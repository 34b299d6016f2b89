//! Chart front door: validate once, pick the kind once, normalize eagerly.

use std::io::{self, Write};

use crate::{
    core::{
        color::{AnsiCode, palette},
        config::Config,
        data::Table,
        error::{ConfigError, GraphError},
    },
    render::{
        bar::BarChart, frame::write_header, histogram::HistogramChart, row::Glyphs,
        stacked::StackedChart, vertical::VerticalChart,
    },
};

/// Shared render capability of every chart kind.
pub trait Render {
    /// Write the rows of `chart` (the header is already out).
    fn render<W: Write>(&self, chart: &Chart, out: &mut W) -> io::Result<()>;

    /// Tick counts computed at construction.
    fn normalized(&self) -> &[Vec<f64>];
}

/// Orientation / aggregation strategy, chosen from the configuration.
#[derive(Debug, Clone, PartialEq)]
pub enum ChartKind {
    Bar(BarChart),
    Stacked(StackedChart),
    Vertical(VerticalChart),
    Histogram(HistogramChart),
}

impl ChartKind {
    #[must_use]
    pub fn name(&self) -> &'static str {
        match self {
            Self::Bar(_) => "bar",
            Self::Stacked(_) => "stacked",
            Self::Vertical(_) => "vertical",
            Self::Histogram(_) => "histogram",
        }
    }
}

/// A table bound to a configuration, ready to draw.
#[derive(Debug, Clone)]
pub struct Chart {
    table: Table,
    config: Config,
    colors: Vec<Option<AnsiCode>>,
    kind: ChartKind,
}

impl Chart {
    /// Check the table against the configuration and normalize it.
    ///
    /// Every configuration error is reported here; [`Chart::draw`] can only
    /// fail on output.
    pub fn new(table: Table, config: Config) -> Result<Self, GraphError> {
        let categories = table.category_count();

        // fields are public, so a literal can skip `ConfigBuilder::build`
        if config.width == 0 {
            return Err(ConfigError::ZeroWidth.into());
        }
        if config.bins == 0 {
            return Err(ConfigError::ZeroBins.into());
        }
        if config.histogram && config.vertical {
            return Err(ConfigError::VerticalHistogram.into());
        }
        if config.vertical && categories > 1 && !config.different_scale {
            return Err(ConfigError::VerticalMultiSeries.into());
        }

        let colors: Vec<Option<AnsiCode>> = match &config.colors {
            Some(c) => {
                let fits = c.len() == categories || (config.histogram && c.len() == 1);
                if !fits {
                    return Err(ConfigError::ColorCount {
                        colors: c.len(),
                        categories,
                    }
                    .into());
                }
                c.iter().copied().map(Some).collect()
            }
            None if config.stacked && !config.histogram => {
                log::info!("no colors given, using the default palette for {categories} categories");
                palette(categories).into_iter().map(Some).collect()
            }
            None => vec![None; categories],
        };

        let kind = if config.histogram {
            ChartKind::Histogram(HistogramChart::new(&table, &config))
        } else if config.stacked {
            ChartKind::Stacked(StackedChart::new(&table, &config))
        } else if config.vertical {
            ChartKind::Vertical(VerticalChart::new(&table, &config))
        } else {
            ChartKind::Bar(BarChart::new(&table, &config))
        };
        log::debug!(
            "{} chart: {} rows x {categories} categories, width {}",
            kind.name(),
            table.len(),
            config.width
        );

        Ok(Self {
            table,
            config,
            colors,
            kind,
        })
    }

    #[inline]
    #[must_use]
    pub fn kind(&self) -> &ChartKind {
        &self.kind
    }
    #[inline]
    #[must_use]
    pub fn table(&self) -> &Table {
        &self.table
    }
    #[inline]
    #[must_use]
    pub fn config(&self) -> &Config {
        &self.config
    }
    /// Style for category `j`, if any.
    #[inline]
    #[must_use]
    pub fn color(&self, j: usize) -> Option<&AnsiCode> {
        self.colors.get(j).and_then(Option::as_ref)
    }

    #[must_use]
    pub fn normalized(&self) -> &[Vec<f64>] {
        match &self.kind {
            ChartKind::Bar(k) => k.normalized(),
            ChartKind::Stacked(k) => k.normalized(),
            ChartKind::Vertical(k) => k.normalized(),
            ChartKind::Histogram(k) => k.normalized(),
        }
    }

    /// Header, then every row.  Can be called again; the table is not
    /// re-normalized.
    pub fn draw<W: Write>(&self, out: &mut W) -> Result<(), GraphError> {
        write_header(
            out,
            self.config.title.as_deref(),
            &self.table,
            &self.colors,
            &Glyphs::from_config(&self.config),
        )?;
        match &self.kind {
            ChartKind::Bar(k) => k.render(self, out)?,
            ChartKind::Stacked(k) => k.render(self, out)?,
            ChartKind::Vertical(k) => k.render(self, out)?,
            ChartKind::Histogram(k) => k.render(self, out)?,
        }
        out.flush()?;
        Ok(())
    }

    /// [`Chart::draw`] into a string.
    pub fn render_to_string(&self) -> Result<String, GraphError> {
        let mut buf = Vec::new();
        self.draw(&mut buf)?;
        Ok(String::from_utf8_lossy(&buf).into_owned())
    }
}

_ _ _

_TASK TO CARRY OUT_
Set down exactly the lines above that run from the start of the listing to the line with "pub fn new(table: Table, config: Config)". Leave out every later line.

_THE ANSWER_
repository 34b299d6016f2b89
//! Chart front door: validate once, pick the kind once, normalize eagerly.

use std::io::{self, Write};

use crate::{
    core::{
        color::{AnsiCode, palette},
        config::Config,
        data::Table,
        error::{ConfigError, GraphError},
    },
    render::{
        bar::BarChart, frame::write_header, histogram::HistogramChart, row::Glyphs,
        stacked::StackedChart, vertical::VerticalChart,
    },
};

/// Shared render capability of every chart kind.
pub trait Render {
    /// Write the rows of `chart` (the header is already out).
    fn render<W: Write>(&self, chart: &Chart, out: &mut W) -> io::Result<()>;

    /// Tick counts computed at construction.
    fn normalized(&self) -> &[Vec<f64>];
}

/// Orientation / aggregation strategy, chosen from the configuration.
#[derive(Debug, Clone, PartialEq)]
pub enum ChartKind {
    Bar(BarChart),
    Stacked(StackedChart),
    Vertical(VerticalChart),
    Histogram(HistogramChart),
}

impl ChartKind {
    #[must_use]
    pub fn name(&self) -> &'static str {
        match self {
            Self::Bar(_) => "bar",
            Self::Stacked(_) => "stacked",
            Self::Vertical(_) => "vertical",
            Self::Histogram(_) => "histogram",
        }
    }
}

/// A table bound to a configuration, ready to draw.
#[derive(Debug, Clone)]
pub struct Chart {
    table: Table,
    config: Config,
    colors: Vec<Option<AnsiCode>>,
    kind: ChartKind,
}

impl Chart {
    /// Check the table against the configuration and normalize it.
    ///
    /// Every configuration error is reported here; [`Chart::draw`] can only
    /// fail on output.
    pub fn new(table: Table, config: Config) -> Result<Self, GraphError> {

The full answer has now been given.